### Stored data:

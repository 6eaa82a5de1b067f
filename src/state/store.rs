//! State store trait definition.
//!
//! This module defines the common interface for state storage backends.

use async_trait::async_trait;

use crate::error::{Result, StateError};

use super::lock::LockInfo;
use super::types::{DeploymentState, STATE_VERSION};

/// Trait for state storage backends.
#[async_trait]
pub trait StateStore: Send + Sync {
    /// Loads the deployment state.
    ///
    /// Returns `None` if no state exists yet.
    async fn load(&self) -> Result<Option<DeploymentState>>;

    /// Saves the deployment state.
    async fn save(&self, state: &DeploymentState) -> Result<()>;

    /// Deletes the deployment state.
    async fn delete(&self) -> Result<()>;

    /// Checks if state exists.
    async fn exists(&self) -> Result<bool>;

    /// Acquires a lock on the state.
    ///
    /// An empty `holder` is replaced by a generated process identifier.
    async fn acquire_lock(&self, holder: &str) -> Result<LockInfo>;

    /// Releases a lock on the state. A mismatched id is ignored.
    async fn release_lock(&self, lock_id: &str) -> Result<()>;

    /// Gets current lock information if locked.
    async fn get_lock_info(&self) -> Result<Option<LockInfo>>;

    /// Checks if the state is locked by an unexpired lock.
    async fn is_locked(&self) -> Result<bool>;

    /// Gets the backend type name.
    fn backend_type(&self) -> &'static str;
}

#[async_trait]
impl StateStore for Box<dyn StateStore> {
    async fn load(&self) -> Result<Option<DeploymentState>> {
        (**self).load().await
    }

    async fn save(&self, state: &DeploymentState) -> Result<()> {
        (**self).save(state).await
    }

    async fn delete(&self) -> Result<()> {
        (**self).delete().await
    }

    async fn exists(&self) -> Result<bool> {
        (**self).exists().await
    }

    async fn acquire_lock(&self, holder: &str) -> Result<LockInfo> {
        (**self).acquire_lock(holder).await
    }

    async fn release_lock(&self, lock_id: &str) -> Result<()> {
        (**self).release_lock(lock_id).await
    }

    async fn get_lock_info(&self) -> Result<Option<LockInfo>> {
        (**self).get_lock_info().await
    }

    async fn is_locked(&self) -> Result<bool> {
        (**self).is_locked().await
    }

    fn backend_type(&self) -> &'static str {
        (**self).backend_type()
    }
}

/// Rejects state written by an incompatible format version.
pub(super) fn check_version(state: &DeploymentState) -> Result<()> {
    if state.version != STATE_VERSION {
        return Err(StateError::VersionMismatch {
            expected: STATE_VERSION.to_string(),
            found: state.version.clone(),
        }
        .into());
    }
    Ok(())
}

### Task item:
In the entries above, locate every line with the word "Checks" and copy it.

### Reply:
    /// Checks if state exists.
    /// Checks if the state is locked by an unexpired lock.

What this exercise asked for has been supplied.